L&D projects have a way of looking deceptively simple at the brief stage and revealing their true complexity about three weeks into development. This calculator is an attempt to get ahead of that — to surface the factors that drive build time before anyone’s committed to a delivery date.
It works by scoring your project against a set of deliverable types and complexity factors, then estimating a realistic timeline and breaking it into milestones. It won’t give you a precise date — every project is different — but it will give you a defensible starting point for the planning conversation.
I built it for L&D teams who regularly field requests with optimistic deadlines and want a structured way to push back, or to set expectations early. The scoring system is based on common industry benchmarks for eLearning development, adapted for the full range of L&D deliverable types.
Each deliverable type has a base complexity score. Embedded content, high word counts, interaction complexity, and stakeholder factors each add to that total. The final score maps to one of three complexity levels: low (0–4 pts), medium (5–9 pts), and high (10+ pts). Each level has a corresponding total timeline, which is then divided proportionally across standard L&D project phases.

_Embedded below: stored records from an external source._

use alloc::sync::Arc;

use ash::vk;
use frame_capture::{CaptureRequests, FrameCapture, Vulkan, VulkanCreationError};
use raw_window_handle::{HandleError, HasDisplayHandle, HasWindowHandle};
use thiserror::Error;
use tracing::{info, info_span};
use winit::{
    dpi::{PhysicalSize, Size},
    error::OsError,
    event_loop::ActiveEventLoop,
    window::{Window, WindowAttributes},
};

use crate::{
    config::Config,
    renderer::{self, Renderer},
    should_debug,
    sink::ImageFileSink,
};

/// Everything that lives while the window is open.
///
/// Fields drop in declaration order, the renderer must go before the window it presents to.
pub struct ActiveApp {
    pub renderer: Renderer,
    pub vulkan: Arc<Vulkan>,

    pub capture: FrameCapture,
    pub requests: CaptureRequests,
    pub sink: ImageFileSink,

    pub window: Window,
}

impl ActiveApp {
    pub fn new(event_loop: &ActiveEventLoop, config: &Config) -> Result<Self, Error> {
        let _span = info_span!("ActiveApp::new").entered();

        let window = {
            let attributes = WindowAttributes::default()
                .with_title("Capture Viewer")
                .with_inner_size(Size::Physical(PhysicalSize::new(1280, 720)));

            event_loop.create_window(attributes)?
        };

        let display_handle = window.display_handle()?.as_raw();
        let window_handle = window.window_handle()?.as_raw();

        let vulkan = Arc::new(unsafe { Vulkan::new(should_debug(), Some(display_handle)) }?);

        let renderer = unsafe {
            Renderer::new(
                Arc::clone(&vulkan),
                display_handle,
                window_handle,
                extent(window.inner_size()),
                config.far_plane.into(),
            )
        }?;

        info!(
            "Press '{}' to capture colour and '{}' to capture depth",
            config.color_key, config.depth_key
        );

        Ok(Self {
            renderer,
            vulkan,

            capture: FrameCapture::new(config.capture_settings()),
            requests: CaptureRequests::new(),
            sink: ImageFileSink,

            window,
        })
    }

    pub fn resized(&mut self, new_size: PhysicalSize<u32>) {
        self.renderer.request_resize(extent(new_size));
    }
}

pub fn extent(size: PhysicalSize<u32>) -> vk::Extent2D {
    vk::Extent2D {
        width: size.width,
        height: size.height,
    }
}

#[derive(Debug, Error)]
pub enum Error {
    #[error("Failed to create the window:\n{0}")]
    Window(#[from] OsError),

    #[error("Failed to get the window handles:\n{0}")]
    Handle(#[from] HandleError),

    #[error("Failed to create the Vulkan context:\n{0}")]
    Vulkan(#[from] VulkanCreationError),

    #[error("Failed to create the renderer:\n{0}")]
    Renderer(#[from] renderer::CreationError),
}
use ash::{khr, vk};
use frame_capture::{VkError, Vulkan};
use raw_window_handle::{RawDisplayHandle, RawWindowHandle};

use super::CreationError;

pub struct Surface {
    surface: vk::SurfaceKHR,

    surface_instance: khr::surface::Instance,
    swapchain_device: khr::swapchain::Device,
}

impl Surface {
    pub unsafe fn new(
        vulkan: &Vulkan,
        display_handle: RawDisplayHandle,
        window_handle: RawWindowHandle,
    ) -> Result<Self, CreationError> {
        let surface = unsafe {
            ash_window::create_surface(
                vulkan.entry(),
                vulkan.instance(),
                display_handle,
                window_handle,
                None,
            )
            .map_err(|e| VkError::new(e, "createSurface"))?
        };

        let surface_instance = khr::surface::Instance::new(vulkan.entry(), vulkan.instance());
        let swapchain_device = khr::swapchain::Device::new(vulkan.instance(), vulkan.device());

        let supported = unsafe {
            surface_instance.get_physical_device_surface_support(
                vulkan.physical_device(),
                vulkan.queue_family_index(),
                surface,
            )
        };

        match supported {
            Ok(true) => {}
            Ok(false) => {
                unsafe { surface_instance.destroy_surface(surface, None) };
                return Err(CreationError::PresentUnsupported);
            }
            Err(e) => {
                unsafe { surface_instance.destroy_surface(surface, None) };
                return Err(VkError::new(e, "vkGetPhysicalDeviceSurfaceSupportKHR").into());
            }
        }

        Ok(Self {
            surface,
            surface_instance,
            swapchain_device,
        })
    }

    #[inline]
    pub fn surface(&self) -> vk::SurfaceKHR {
        self.surface
    }

    #[inline]
    pub fn surface_instance(&self) -> &khr::surface::Instance {
        &self.surface_instance
    }

    #[inline]
    pub fn swapchain_device(&self) -> &khr::swapchain::Device {
        &self.swapchain_device
    }
}

impl Drop for Surface {
    fn drop(&mut self) {
        unsafe {
            self.surface_instance.destroy_surface(self.surface, None);
        }
    }
}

The milestone splits are based on a typical eLearning development model — scoping, storyboard, first draft, amends, SME review, QA, sign-off, and publish — weighted to reflect where time actually goes in practice. The storyboard phase is front-loaded because it’s almost always the critical path. Build can’t start until it lands.
Timelines are expressed in business days. The date calculator skips weekends and gives you calendar-friendly milestone dates assuming a straight run with no unplanned interruptions — which, in practice, never quite happens, but is the right baseline to plan against.
Everything runs entirely in your browser. Nothing you enter is sent anywhere — there’s no server, no analytics on what you select, and nothing stored between sessions. Closing the tab clears everything.